Musta Bin Slipped a Mickey, So

As readers of the Oxford English Dictionary [or Google, even] will know, a “Mickey Finn” was a knock-you-for-a-loop potion, made by the addition of chloral hydrate to your already alcohol-based drink at the South Chicago saloon of one Michael [Mickey to his friends] Finn, more than a century ago. The better to bundle you off to the back room and relieve you of your valuables. When you came to in the ally, still dazed & confused, you were likely to be wondering, “Whatever was in that last drink I had?” To which your long-suffering Loved Ones, once they had scooped you up from the Drunk Tank at your local Cop Shop, would reply, “Only a guess, here; but I’m thinking it would have been alcohol.”

 

At which, your inner wolf would begin to howl: “Oh, the humiliation (of their false accusations)!” Not to mention, the pain & suffering of the drug’s after-effects, the intrusion of being man-handled by both barroom thieves & contemptuous cops. Worse still, if you really hadn’t drunk enough alcohol to account for the nausea & dizziness, and the amnesia for the night’s events, the fear that you were losing your marbles (not just your money) would have you raging.
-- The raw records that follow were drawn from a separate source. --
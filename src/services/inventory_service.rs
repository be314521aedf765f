// src/services/inventory_service.rs

use std::sync::{
    atomic::{AtomicI64, Ordering},
    Arc,
};

use chrono::Utc;
use serde::Serialize;
use serde_json::Value;
use tokio::sync::RwLock;
use utoipa::ToSchema;

use crate::{
    db::{fixtures, RemoteStore, SelectQuery},
    models::{
        auth::User,
        inventory::{NewProduct, Product, ProductUpdate},
    },
    services::{
        fallback::{fetch_with_fallback, submit_with_fallback, FetchResult, Submitted, WriteOutcome, DEMO_NOTICE},
        lifecycle::Liveness,
    },
};

#[derive(Debug, Clone, PartialEq)]
struct ProductsState {
    products: Vec<Product>,
    loading: bool,
    is_demo: bool,
}

#[derive(Debug, Clone, Serialize, ToSchema)]
#[serde(rename_all = "camelCase")]
pub struct ProductsSnapshot {
    pub products: Vec<Product>,
    pub loading: bool,
    pub is_demo: bool,
    pub notice: Option<String>,
}

// Resposta do `create_product`: o resultado da escrita + o produto como ficou na lista.
#[derive(Debug, Clone, PartialEq, Serialize, ToSchema)]
pub struct ProductWrite {
    #[serde(flatten)]
    pub outcome: WriteOutcome,
    #[serde(skip_serializing_if = "Option::is_none")]
    pub data: Option<Product>,
}

// O "hook" do catálogo de produtos.
pub struct InventoryService {
    store: Arc<dyn RemoteStore>,
    state: RwLock<ProductsState>,
    liveness: Liveness,
    last_demo_id: AtomicI64,
}

impl InventoryService {
    pub fn new(store: Arc<dyn RemoteStore>) -> Self {
        Self {
            store,
            state: RwLock::new(ProductsState { products: Vec::new(), loading: true, is_demo: false }),
            liveness: Liveness::new(),
            last_demo_id: AtomicI64::new(0),
        }
    }

    pub async fn mount(&self) {
        self.refresh().await;
    }

    pub fn unmount(&self) {
        self.liveness.retire();
    }

    pub async fn snapshot(&self) -> ProductsSnapshot {
        let state = self.state.read().await;
        ProductsSnapshot {
            products: state.products.clone(),
            loading: state.loading,
            is_demo: state.is_demo,
            notice: state.is_demo.then(|| DEMO_NOTICE.to_string()),
        }
    }

    async fn update(&self, change: impl FnOnce(&mut ProductsState)) {
        let mut state = self.state.write().await;
        if !self.liveness.is_alive() {
            tracing::debug!("Catálogo desmontado, descartando atualização.");
            return;
        }
        change(&mut state);
    }

    pub async fn refresh(&self) {
        self.update(|state| state.loading = true).await;

        let result: FetchResult<Product> = fetch_with_fallback(
            self.store.as_ref(),
            "products",
            fixtures::demo_products(),
            &SelectQuery::new()
                .select("id, name, description, price, category, image, stock, barcode, status")
                .order_by("name", true),
        )
        .await
        .into();

        self.update(|state| {
            state.products = result.data;
            state.is_demo = result.is_demo;
            state.loading = false;
        })
        .await;
    }

    /// `demo-<milissegundos>`, estritamente crescente mesmo com duas criações no mesmo ms.
    fn next_demo_id(&self) -> String {
        let now = Utc::now().timestamp_millis();
        let previous = self
            .last_demo_id
            .fetch_update(Ordering::SeqCst, Ordering::SeqCst, |last| Some(now.max(last + 1)))
            .unwrap_or(now);
        format!("demo-{}", now.max(previous + 1))
    }

    async fn push_demo_product(&self, product: NewProduct, enter_demo: bool) -> Product {
        let created = product.into_product(self.next_demo_id());
        let pushed = created.clone();
        self.update(|state| {
            state.products.push(pushed);
            if enter_demo {
                state.is_demo = true;
            }
        })
        .await;
        created
    }

    pub async fn create_product(&self, seller: Option<&User>, product: NewProduct) -> ProductWrite {
        if self.state.read().await.is_demo {
            let created = self.push_demo_product(product, false).await;
            tracing::info!("Modo demo: produto {} criado só em memória.", created.id);
            return ProductWrite { outcome: WriteOutcome::DEMO, data: Some(created) };
        }

        let mut payload = serde_json::to_value(&product).unwrap_or_else(|_| Value::Object(Default::default()));
        if let Value::Object(fields) = &mut payload {
            fields.insert(
                "seller_id".to_string(),
                seller.map(|user| Value::String(user.id.clone())).unwrap_or(Value::Null),
            );
        }

        match submit_with_fallback(self.store.as_ref(), "products", payload).await {
            Submitted::Confirmed(row) => {
                let echoed = row.and_then(|row| match serde_json::from_value::<Product>(row) {
                    Ok(product) => Some(product),
                    Err(e) => {
                        tracing::debug!("Produto criado, mas a linha ecoada não é legível: {}", e);
                        None
                    }
                });

                match echoed {
                    Some(created) => {
                        let pushed = created.clone();
                        self.update(|state| state.products.push(pushed)).await;
                        ProductWrite { outcome: WriteOutcome::LIVE, data: Some(created) }
                    }
                    // Sem eco utilizável: a lista é relida do banco.
                    None => {
                        self.refresh().await;
                        ProductWrite { outcome: WriteOutcome::LIVE, data: None }
                    }
                }
            }
            Submitted::Fallback => {
                let created = self.push_demo_product(product, true).await;
                ProductWrite { outcome: WriteOutcome::DEMO, data: Some(created) }
            }
        }
    }

    async fn merge_local(&self, id: &str, updates: &ProductUpdate, enter_demo: bool) {
        self.update(|state| {
            state
                .products
                .iter_mut()
                .filter(|product| product.id == id)
                .for_each(|product| updates.apply_to(product));
            if enter_demo {
                state.is_demo = true;
            }
        })
        .await;
    }

    pub async fn update_product(&self, id: &str, updates: ProductUpdate) -> WriteOutcome {
        if self.state.read().await.is_demo {
            self.merge_local(id, &updates, false).await;
            return WriteOutcome::DEMO;
        }

        let mut payload = serde_json::to_value(&updates).unwrap_or_else(|_| Value::Object(Default::default()));
        if let Value::Object(fields) = &mut payload {
            fields.insert("id".to_string(), Value::String(id.to_string()));
        }

        let submitted = submit_with_fallback(self.store.as_ref(), "products", payload).await;
        // Nos dois caminhos a cópia local recebe a mudança; sem releitura.
        self.merge_local(id, &updates, matches!(submitted, Submitted::Fallback)).await;
        submitted.outcome()
    }
}

#[cfg(test)]
mod tests {
    use super::*;
    use crate::{
        db::{MemoryStore, OfflineStore},
        models::{auth::Role, inventory::ProductStatus},
    };
    use rust_decimal::Decimal;
    use serde_json::json;

    fn new_product(name: &str) -> NewProduct {
        NewProduct {
            name: name.to_string(),
            description: Some("Hand-made".to_string()),
            price: Decimal::new(1999, 2),
            category: "Crafts".to_string(),
            image: None,
            stock: 4,
            barcode: None,
            status: ProductStatus::Active,
        }
    }

    fn seller() -> User {
        User {
            id: "seller-1".to_string(),
            email: "demoseller@gmail.com".to_string(),
            name: "Demo Seller".to_string(),
            role: Role::Seller,
        }
    }

    fn product_row(id: &str, name: &str) -> Value {
        json!({"id": id, "name": name, "price": 10, "category": "Misc", "stock": 1, "status": "active"})
    }

    #[tokio::test]
    async fn empty_catalog_is_not_demo() {
        let store = Arc::new(MemoryStore::new());
        store.seed("products", vec![]).await;

        let service = InventoryService::new(store);
        service.mount().await;

        let snapshot = service.snapshot().await;
        assert!(snapshot.products.is_empty());
        assert!(!snapshot.is_demo);
        assert!(!snapshot.loading);
        assert!(snapshot.notice.is_none());
    }

    #[tokio::test]
    async fn catalog_is_sorted_by_name() {
        let store = Arc::new(MemoryStore::new());
        store.seed("products", vec![product_row("1", "Watch"), product_row("2", "Coffee")]).await;

        let service = InventoryService::new(store);
        service.refresh().await;

        let names: Vec<_> = service.snapshot().await.products.into_iter().map(|p| p.name).collect();
        assert_eq!(names, ["Coffee", "Watch"]);
    }

    #[tokio::test]
    async fn demo_create_appends_one_product() {
        let service = InventoryService::new(Arc::new(OfflineStore));
        service.refresh().await;
        let before = service.snapshot().await.products.len();

        let input = new_product("Batik Scarf");
        let write = service.create_product(Some(&seller()), input.clone()).await;
        assert_eq!(write.outcome, WriteOutcome::DEMO);

        let products = service.snapshot().await.products;
        assert_eq!(products.len(), before + 1);

        let created = products.last().unwrap();
        let number = created.id.strip_prefix("demo-").unwrap();
        assert!(number.parse::<i64>().is_ok());
        assert_eq!(*created, input.into_product(created.id.clone()));
        assert_eq!(write.data.as_ref(), Some(created));
    }

    #[tokio::test]
    async fn demo_ids_are_unique() {
        let service = InventoryService::new(Arc::new(OfflineStore));
        service.refresh().await;

        let first = service.create_product(None, new_product("A")).await.data.unwrap();
        let second = service.create_product(None, new_product("B")).await.data.unwrap();
        assert_ne!(first.id, second.id);
    }

    #[tokio::test]
    async fn live_create_stamps_seller_and_appends_echo() {
        let store = Arc::new(MemoryStore::new());
        store.seed("products", vec![]).await;
        let service = InventoryService::new(store.clone());
        service.refresh().await;

        let write = service.create_product(Some(&seller()), new_product("Kopi Luwak")).await;
        assert_eq!(write.outcome, WriteOutcome::LIVE);

        let created = write.data.unwrap();
        assert_eq!(created.id, "mem-1");
        assert_eq!(service.snapshot().await.products, vec![created]);

        let rows = store.rows("products").await;
        assert_eq!(rows[0]["seller_id"], "seller-1");
    }

    #[tokio::test]
    async fn failed_create_switches_to_demo() {
        let store = Arc::new(MemoryStore::new());
        store.seed("products", vec![product_row("1", "Watch")]).await;
        let service = InventoryService::new(store.clone());
        service.refresh().await;

        store.set_available(false);
        let write = service.create_product(Some(&seller()), new_product("Tea")).await;
        assert_eq!(write.outcome, WriteOutcome::DEMO);

        let snapshot = service.snapshot().await;
        assert!(snapshot.is_demo);
        assert_eq!(snapshot.products.len(), 2);
        assert!(snapshot.products[1].id.starts_with("demo-"));
    }

    #[tokio::test]
    async fn update_merges_only_given_fields() {
        let store = Arc::new(MemoryStore::new());
        store.seed("products", vec![product_row("1", "Watch"), product_row("2", "Coffee")]).await;
        let service = InventoryService::new(store.clone());
        service.refresh().await;

        let updates = ProductUpdate { stock: Some(0), status: Some(ProductStatus::OutOfStock), ..Default::default() };
        let outcome = service.update_product("1", updates).await;
        assert_eq!(outcome, WriteOutcome::LIVE);

        let products = service.snapshot().await.products;
        let watch = products.iter().find(|p| p.id == "1").unwrap();
        assert_eq!(watch.stock, 0);
        assert_eq!(watch.status, ProductStatus::OutOfStock);
        assert_eq!(watch.name, "Watch");

        let coffee = products.iter().find(|p| p.id == "2").unwrap();
        assert_eq!(coffee.status, ProductStatus::Active);

        assert_eq!(store.rows("products").await[0]["status"], "out_of_stock");
    }

    #[tokio::test]
    async fn null_update_clears_field_in_store_and_list() {
        let store = Arc::new(MemoryStore::new());
        let mut row = product_row("1", "Watch");
        row["description"] = json!("Leather band");
        store.seed("products", vec![row]).await;
        let service = InventoryService::new(store.clone());
        service.refresh().await;

        let updates: ProductUpdate = serde_json::from_value(json!({"description": null})).unwrap();
        assert_eq!(service.update_product("1", updates).await, WriteOutcome::LIVE);

        assert_eq!(service.snapshot().await.products[0].description, None);
        assert_eq!(store.rows("products").await[0]["description"], Value::Null);
    }

    #[tokio::test]
    async fn refresh_is_idempotent() {
        let store = Arc::new(MemoryStore::new());
        store.seed("products", vec![product_row("1", "Watch"), product_row("2", "Coffee")]).await;
        let service = InventoryService::new(store);
        service.refresh().await;
        let first = service.state.read().await.clone();

        service.refresh().await;
        assert_eq!(*service.state.read().await, first);

        let offline = InventoryService::new(Arc::new(OfflineStore));
        offline.refresh().await;
        let first = offline.state.read().await.clone();

        offline.refresh().await;
        assert_eq!(*offline.state.read().await, first);
    }

    #[tokio::test]
    async fn failed_update_is_applied_locally() {
        let store = Arc::new(MemoryStore::new());
        store.seed("products", vec![product_row("1", "Watch")]).await;
        let service = InventoryService::new(store.clone());
        service.refresh().await;

        store.set_available(false);
        let updates = ProductUpdate { price: Some(Decimal::from(12)), ..Default::default() };
        assert_eq!(service.update_product("1", updates).await, WriteOutcome::DEMO);

        let snapshot = service.snapshot().await;
        assert!(snapshot.is_demo);
        assert_eq!(snapshot.products[0].price, Decimal::from(12));
    }
}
Luckily for Chicagoans & [more commonly] out-of-town visitors, said Mickey Finn was arrested, convicted & jailed in 1903, leaving behind an eponymous, external locus of control, oft-invoked exculpatory explanation for apparent shenanigans. I like it much better than “The Devil made me do it,” as long-time readers of this blog will know. These days, the Mickey tends to range from (nefariously slipped) Rohypnol, to (self-administered) prescription sleep aids, such as Ambien. As in Old Chicago, though, skeptical First Responders’ first response is often, “So, how much did you have to drink?” [Then, as they are taught to do in First Responders’ class, they double the amount stipulated.]

But what if, like me, you are stone, cold sober; but you still feel like someone slipped you the Proverbial? Back in early June I placed my order for a replacement car for “Foxtrot,” my beloved [but increasingly unreliable, expensive-to-repair] Jeep turbo-diesel. With Lili in mind, I wanted something with ample head [ear] room, lower to the ground [for when she can’t leap anymore], but with enough traction to handle our Alpine road in foul weather. I chose a MINI Countryman All4, in Oxford Green with a black roof, which was going to take 8 weeks to build & ship down the Danube & across the Atlantic. I named it “Mickey,” because it was bigger than MINI & green [like the Emerald Isle, so].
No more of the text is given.